Neste modesto tributo de sincera homenagem, recordo que Artur do Canto Resende nasceu aos 7 d’Agosto de 1897 em Vila Franca do Campo, ilha de São Miguel dos Açores. Ali viveu uma mocidade radiosa e recebeu o ensino secundário no Externato de Vila Franca, transferindo-se p’ró Liceu de Ponta Delgada a fim de concluir o programa escolar. Dali seguiu p’ra Coimbra em cuja Universidade se licenciou em Engenharia Geográfica, aos 18 de Novembro de 1927.
Contratado pelo Instituto Geográfico e Cadastral de Lisboa, o jovem engenheiro cumpriu várias missões de trabalho nas antigas colónias africanas, além dos levantamentos topográficos realizados, inicialmente, em terras continentais. Em 1937 recebia a nomeação de Adjunto da recém-criada Missão Geográfica de Timor, aportando àquela província ultramarina em Agosto de 1938, a bordo do paquete “Colonial”.
À deflagração da Segunda Guerra Mundial na Europa em 1939, seguiu-se em 1941 o ataque aéreo do Japão à Armada norte-americana surta em Pearl harbor, Hawaii. Por razões de táctica militar, os governos da Austrália e da Holanda haviam-se unido num projecto de ocupação do Timor português, favorecendo assim os interesses dos Aliados.
Salazar, evidentemente, invocando a neutralidade portuguesa, protestou contra essa interferência, mas sem oferecer quaisquer medidas de segurança ou defesa da população local. Aparentemente, as tropas australianas e holandesas foram bem recebidas pelos timorenses e residentes portugueses.
Servindo-se do pretexto em expulsar as forças de coligação, o Japão empreendeu com sucesso brutal a invasão de Timor, de nada valendo o protesto timidamente lavrado por Salazar.

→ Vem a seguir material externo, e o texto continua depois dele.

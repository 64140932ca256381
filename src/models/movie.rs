use serde::{Deserialize, Deserializer, Serialize};

/// Catalog identifier of a movie
pub type MovieId = u64;

/// Marker the catalog uses for an empty credit list
const NO_CREDIT: &str = "None";

/// A movie record as it appears in the catalog and in backend responses
#[derive(Debug, Clone, Serialize, Deserialize, PartialEq)]
pub struct Movie {
    pub id: MovieId,
    #[serde(rename = "Title")]
    pub title: String,
    #[serde(rename = "Year", default, deserialize_with = "lenient_year")]
    pub year: Option<u32>,
    #[serde(rename = "Poster", default)]
    pub poster: Option<String>,
    #[serde(rename = "Synopsis", default)]
    pub synopsis: Option<String>,
    #[serde(rename = "Genres", default, deserialize_with = "name_list")]
    pub genres: Vec<String>,
    #[serde(rename = "Director", default, deserialize_with = "name_list")]
    pub directors: Vec<String>,
    #[serde(rename = "Producers", default, deserialize_with = "name_list")]
    pub producers: Vec<String>,
    #[serde(rename = "Writers", default, deserialize_with = "name_list")]
    pub writers: Vec<String>,
    #[serde(rename = "Cast", default, deserialize_with = "name_list")]
    pub cast: Vec<String>,
    /// Sentiment score attached by the global ranking
    #[serde(rename = "Score", default, skip_serializing_if = "Option::is_none")]
    pub score: Option<i64>,
}

impl Movie {
    /// Creates a bare movie with only an id and a title
    pub fn new(id: MovieId, title: impl Into<String>) -> Self {
        Self {
            id,
            title: title.into(),
            year: None,
            poster: None,
            synopsis: None,
            genres: Vec::new(),
            directors: Vec::new(),
            producers: Vec::new(),
            writers: Vec::new(),
            cast: Vec::new(),
            score: None,
        }
    }

    pub fn with_genres(mut self, genres: &[&str]) -> Self {
        self.genres = genres.iter().map(|g| g.to_string()).collect();
        self
    }

    pub fn first_genre(&self) -> Option<&str> {
        self.genres.first().map(String::as_str)
    }

    /// Directors, or `None` when the catalog marks the credit as absent
    pub fn credited_directors(&self) -> Option<&[String]> {
        credited(&self.directors)
    }

    /// Writers, or `None` when the catalog marks the credit as absent
    pub fn credited_writers(&self) -> Option<&[String]> {
        credited(&self.writers)
    }
}

fn credited(names: &[String]) -> Option<&[String]> {
    match names {
        [] => None,
        [only] if only == NO_CREDIT => None,
        _ => Some(names),
    }
}

#[derive(Deserialize)]
#[serde(untagged)]
enum NameList {
    List(Vec<String>),
    Joined(String),
}

/// Accepts `["a", "b"]`, `"a, b"` or `null`
fn name_list<'de, D>(deserializer: D) -> Result<Vec<String>, D::Error>
where
    D: Deserializer<'de>,
{
    Ok(match Option::<NameList>::deserialize(deserializer)? {
        None => Vec::new(),
        Some(NameList::List(names)) => names,
        Some(NameList::Joined(joined)) => joined
            .split(", ")
            .filter(|name| !name.is_empty())
            .map(str::to_string)
            .collect(),
    })
}

#[derive(Deserialize)]
#[serde(untagged)]
enum YearRepr {
    Number(u32),
    Text(String),
}

fn lenient_year<'de, D>(deserializer: D) -> Result<Option<u32>, D::Error>
where
    D: Deserializer<'de>,
{
    Ok(match Option::<YearRepr>::deserialize(deserializer)? {
        Some(YearRepr::Number(year)) => Some(year),
        Some(YearRepr::Text(text)) => text.trim().parse().ok(),
        None => None,
    })
}

#[cfg(test)]
mod tests {
    use super::*;

    #[test]
    fn test_catalog_record_deserialization() {
        let json = r#"{
            "id": 3,
            "Title": "Inception",
            "Year": 2010,
            "Poster": "https://img.example/inception.jpg",
            "Synopsis": "A thief who steals corporate secrets.",
            "Genres": ["Action", "Sci-Fi"],
            "Director": ["Christopher Nolan"],
            "Producers": ["Emma Thomas"],
            "Writers": ["Christopher Nolan"],
            "Cast": ["Leonardo DiCaprio", "Elliot Page"]
        }"#;

        let movie: Movie = serde_json::from_str(json).unwrap();
        assert_eq!(movie.id, 3);
        assert_eq!(movie.title, "Inception");
        assert_eq!(movie.year, Some(2010));
        assert_eq!(movie.first_genre(), Some("Action"));
        assert_eq!(movie.cast.len(), 2);
        assert_eq!(movie.score, None);
    }

    #[test]
    fn test_joined_name_lists_are_split() {
        let json = r#"{"id": 1, "Title": "Heat", "Genres": "Crime, Drama", "Cast": "Al Pacino, Robert De Niro"}"#;
        let movie: Movie = serde_json::from_str(json).unwrap();
        assert_eq!(movie.genres, vec!["Crime", "Drama"]);
        assert_eq!(movie.cast, vec!["Al Pacino", "Robert De Niro"]);
    }

    #[test]
    fn test_ranked_record_with_nulls() {
        let json = r#"{"id": 9, "Title": "Orphan", "Score": 14, "Genres": null, "Year": "2009", "Poster": null}"#;
        let movie: Movie = serde_json::from_str(json).unwrap();
        assert!(movie.genres.is_empty());
        assert_eq!(movie.year, Some(2009));
        assert_eq!(movie.score, Some(14));
        assert_eq!(movie.first_genre(), None);
    }

    #[test]
    fn test_none_marker_hides_credits() {
        let mut movie = Movie::new(1, "Untitled");
        movie.directors = vec!["None".to_string()];
        movie.writers = vec!["Jane Doe".to_string()];
        assert_eq!(movie.credited_directors(), None);
        assert_eq!(movie.credited_writers().map(<[String]>::len), Some(1));
    }

    #[test]
    fn test_serializes_with_catalog_keys() {
        let movie = Movie::new(5, "Alien").with_genres(&["Horror"]);
        let value = serde_json::to_value(&movie).unwrap();
        assert_eq!(value["Title"], "Alien");
        assert_eq!(value["Genres"][0], "Horror");
        assert!(value.get("Score").is_none());
    }
}
use std::sync::{Arc, Mutex};
use std::time::Duration;

use serde::Serialize;
use tokio::sync::watch;
use tokio::task::JoinHandle;

use crate::{models::Movie, services::catalog::Catalog};

/// Default quiet period between the last keystroke and filtering
pub const SEARCH_QUIET_PERIOD: Duration = Duration::from_millis(500);

/// Catalog titles matching the query, or nothing for a blank query
pub fn filter_catalog(catalog: &Catalog, query: &str) -> Vec<Movie> {
    if query.trim().is_empty() {
        return Vec::new();
    }
    catalog.search_titles(query)
}

/// What the search box currently shows
#[derive(Debug, Clone, Default, Serialize, PartialEq)]
pub struct SearchState {
    /// Raw input, exactly as typed
    pub query: String,
    pub loading: bool,
    pub results: Vec<Movie>,
    #[serde(skip)]
    generation: u64,
}

impl SearchState {
    /// Settled on a non-empty query that matched nothing
    pub fn no_results(&self) -> bool {
        !self.loading && !self.query.is_empty() && self.results.is_empty()
    }
}

/// Debounced search-as-you-type over the catalog
///
/// Every keystroke records the raw input at once and restarts the quiet
/// period; only the keystroke that survives it gets filtered.
pub struct SearchSession {
    catalog: Arc<Catalog>,
    quiet_period: Duration,
    state: Arc<watch::Sender<SearchState>>,
    pending: Mutex<Option<JoinHandle<()>>>,
}

impl SearchSession {
    pub fn new(catalog: Arc<Catalog>, quiet_period: Duration) -> Self {
        let (state, _) = watch::channel(SearchState::default());
        Self {
            catalog,
            quiet_period,
            state: Arc::new(state),
            pending: Mutex::new(None),
        }
    }

    /// Handles one keystroke. Must be called from within a Tokio runtime.
    pub fn input(&self, raw: &str) -> SearchState {
        let mut generation = 0;
        self.state.send_modify(|state| {
            state.generation += 1;
            state.query = raw.to_string();
            state.loading = true;
            generation = state.generation;
        });

        let catalog = self.catalog.clone();
        let state = self.state.clone();
        let quiet_period = self.quiet_period;
        let query = raw.to_string();

        let task = tokio::spawn(async move {
            tokio::time::sleep(quiet_period).await;
            let results = filter_catalog(&catalog, &query);
            state.send_if_modified(|current| {
                if current.generation != generation {
                    return false;
                }
                tracing::debug!(query = %query, results = results.len(), "Search settled");
                current.results = results;
                current.loading = false;
                true
            });
        });

        let superseded = self
            .pending
            .lock()
            .unwrap_or_else(|poisoned| poisoned.into_inner())
            .replace(task);
        if let Some(previous) = superseded {
            previous.abort();
        }

        self.snapshot()
    }

    pub fn snapshot(&self) -> SearchState {
        self.state.borrow().clone()
    }

    pub fn subscribe(&self) -> watch::Receiver<SearchState> {
        self.state.subscribe()
    }
}

impl Drop for SearchSession {
    fn drop(&mut self) {
        if let Some(task) = self
            .pending
            .get_mut()
            .unwrap_or_else(|poisoned| poisoned.into_inner())
            .take()
        {
            task.abort();
        }
    }
}
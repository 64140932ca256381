use axum::{
    http::StatusCode,
    response::{IntoResponse, Response},
    Json,
};
use serde_json::json;

/// Application-level errors
#[derive(thiserror::Error, Debug)]
pub enum AppError {
    #[error("Storage error: {0}")]
    Cache(#[from] redis::RedisError),

    #[error("HTTP client error: {0}")]
    HttpClient(#[from] reqwest::Error),

    #[error("Serialization error: {0}")]
    Serialization(#[from] serde_json::Error),

    #[error("Not found: {0}")]
    NotFound(String),

    #[error("Invalid input: {0}")]
    InvalidInput(String),

    #[error("External API error: {0}")]
    ExternalApi(String),
}

impl IntoResponse for AppError {
    fn into_response(self) -> Response {
        let (status, message) = match self {
            AppError::NotFound(msg) => (StatusCode::NOT_FOUND, msg),
            AppError::InvalidInput(msg) => (StatusCode::BAD_REQUEST, msg),
            AppError::Cache(_) | AppError::Serialization(_) => {
                (StatusCode::INTERNAL_SERVER_ERROR, self.to_string())
            }
            AppError::ExternalApi(msg) => (StatusCode::BAD_GATEWAY, msg),
            AppError::HttpClient(_) => (StatusCode::BAD_GATEWAY, self.to_string()),
        };

        let body = Json(json!({
            "error": message
        }));

        (status, body).into_response()
    }
}

pub type AppResult<T> = Result<T, AppError>;
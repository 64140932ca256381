use serde::{Deserialize, Serialize};

pub mod movie;
pub mod review;

pub use movie::{Movie, MovieId};
pub use review::{ClassifiedReview, ClassifiedReviews, Sentiment};

/// Outcome reported in every backend response envelope
#[derive(Debug, Clone, Copy, Serialize, Deserialize, PartialEq, Eq)]
#[serde(rename_all = "lowercase")]
pub enum ResponseStatus {
    Success,
    #[serde(other)]
    Error,
}

impl ResponseStatus {
    pub fn is_success(self) -> bool {
        self == ResponseStatus::Success
    }
}

// ============================================================================
// Personalized recommendation (POST /recommend)
// ============================================================================

/// Keyword filters for a personalized recommendation
#[derive(Debug, Clone, Default, Serialize, Deserialize, PartialEq)]
pub struct InputKeywords {
    #[serde(rename = "Genres", default, skip_serializing_if = "Option::is_none")]
    pub genres: Option<Vec<String>>,
}

impl InputKeywords {
    /// Derives filters from the visitor's interaction history.
    ///
    /// Every interaction with at least one genre overwrites the filter with its
    /// first genre, so the most recent one wins.
    pub fn from_interactions(interactions: &[Movie]) -> Self {
        let mut keywords = Self::default();
        for interaction in interactions {
            if let Some(genre) = interaction.first_genre() {
                keywords.genres = Some(vec![genre.to_string()]);
            }
        }
        keywords
    }

    pub fn is_empty(&self) -> bool {
        self.genres.is_none()
    }
}

#[derive(Debug, Clone, Serialize, Deserialize, PartialEq)]
pub struct RecommendRequest {
    pub input_keywords: InputKeywords,
    pub top_k: usize,
}

/// One ranked result set from the semantic search backend
#[derive(Debug, Clone, Serialize, Deserialize, PartialEq)]
pub struct RecommendationSet {
    pub results: Vec<Movie>,
    #[serde(default)]
    pub scores: Vec<f64>,
    #[serde(default)]
    pub confidence: Option<f64>,
}

#[derive(Debug, Clone, Serialize, Deserialize, PartialEq)]
pub struct RecommendResponse {
    pub status: ResponseStatus,
    #[serde(default)]
    pub recommendations: Vec<RecommendationSet>,
    #[serde(default, skip_serializing_if = "Option::is_none")]
    pub message: Option<String>,
}

// ============================================================================
// Global ranking (GET /get_sorted_movies)
// ============================================================================

#[derive(Debug, Clone, Serialize, Deserialize, PartialEq)]
pub struct SortedMoviesResponse {
    pub status: ResponseStatus,
    #[serde(default)]
    pub sorted_movies: Vec<Movie>,
    #[serde(default, skip_serializing_if = "Option::is_none")]
    pub message: Option<String>,
}

// ============================================================================
// Review classification (POST /classify_reviews)
// ============================================================================

#[derive(Debug, Clone, Serialize, Deserialize, PartialEq)]
pub struct ClassifyReviewsRequest {
    pub id: String,
}

/// Response body of the classifier; cached verbatim per movie
#[derive(Debug, Clone, Serialize, Deserialize, PartialEq)]
pub struct ClassifyReviewsResponse {
    pub status: ResponseStatus,
    #[serde(default, skip_serializing_if = "Option::is_none")]
    pub classified_reviews: Option<ClassifiedReviews>,
    #[serde(default, skip_serializing_if = "Option::is_none")]
    pub message: Option<String>,
}

#[cfg(test)]
mod tests {
    use super::*;

    #[test]
    fn test_keywords_use_first_genre_of_interaction() {
        let interactions = vec![Movie::new(1, "Alien").with_genres(&["Horror", "Sci-Fi"])];
        let keywords = InputKeywords::from_interactions(&interactions);
        assert_eq!(keywords.genres, Some(vec!["Horror".to_string()]));
    }

    #[test]
    fn test_keywords_last_interaction_with_genre_wins() {
        let interactions = vec![
            Movie::new(1, "Alien").with_genres(&["Horror"]),
            Movie::new(2, "Heat").with_genres(&["Crime"]),
            Movie::new(3, "Untagged"),
        ];
        let keywords = InputKeywords::from_interactions(&interactions);
        assert_eq!(keywords.genres, Some(vec!["Crime".to_string()]));
    }

    #[test]
    fn test_keywords_without_genres_serialize_as_empty_object() {
        let request = RecommendRequest {
            input_keywords: InputKeywords::from_interactions(&[Movie::new(1, "Untagged")]),
            top_k: 9,
        };
        let value = serde_json::to_value(&request).unwrap();
        assert_eq!(value, serde_json::json!({"input_keywords": {}, "top_k": 9}));
    }

    #[test]
    fn test_recommend_response_deserialization() {
        let json = r#"{
            "status": "success",
            "recommendations": [
                {"results": [{"id": 2, "Title": "Heat"}], "scores": [0.91], "confidence": 0.93}
            ]
        }"#;
        let response: RecommendResponse = serde_json::from_str(json).unwrap();
        assert!(response.status.is_success());
        assert_eq!(response.recommendations[0].results[0].title, "Heat");
    }

    #[test]
    fn test_error_envelope_deserialization() {
        let json = r#"{"status": "error", "message": "No input keywords provided"}"#;
        let response: SortedMoviesResponse = serde_json::from_str(json).unwrap();
        assert_eq!(response.status, ResponseStatus::Error);
        assert!(response.sorted_movies.is_empty());
        assert_eq!(response.message.as_deref(), Some("No input keywords provided"));
    }

    #[test]
    fn test_unexpected_status_is_error() {
        let response: ClassifyReviewsResponse =
            serde_json::from_str(r#"{"status": "pending"}"#).unwrap();
        assert!(!response.status.is_success());
        assert!(response.classified_reviews.is_none());
    }
}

Apesar da resistência de núcleos de guerrilhas contra os invasores nipónicos, o certo é que o Japão, com o seu poderoso exército, esmagou rapidamente todas as tentativas da oposição, transformando Timor num autêntico inferno. Militarmente, os japoneses governaram Timor de Fevereiro de 1942 até Setembro de 1945.
Alastrou-se, então, pela ilha um cortejo negro de horrores e latrocínios, num crescente desfile de vandalismo e selvajaria, abrindo alas p’rás mais infamantes prisões e massacres, fuzilamentos e mortes. É neste horrível cenário de permanente desconfiança e odiosa perseguição, que começa a valente epopeia do herói e mártir açoriano.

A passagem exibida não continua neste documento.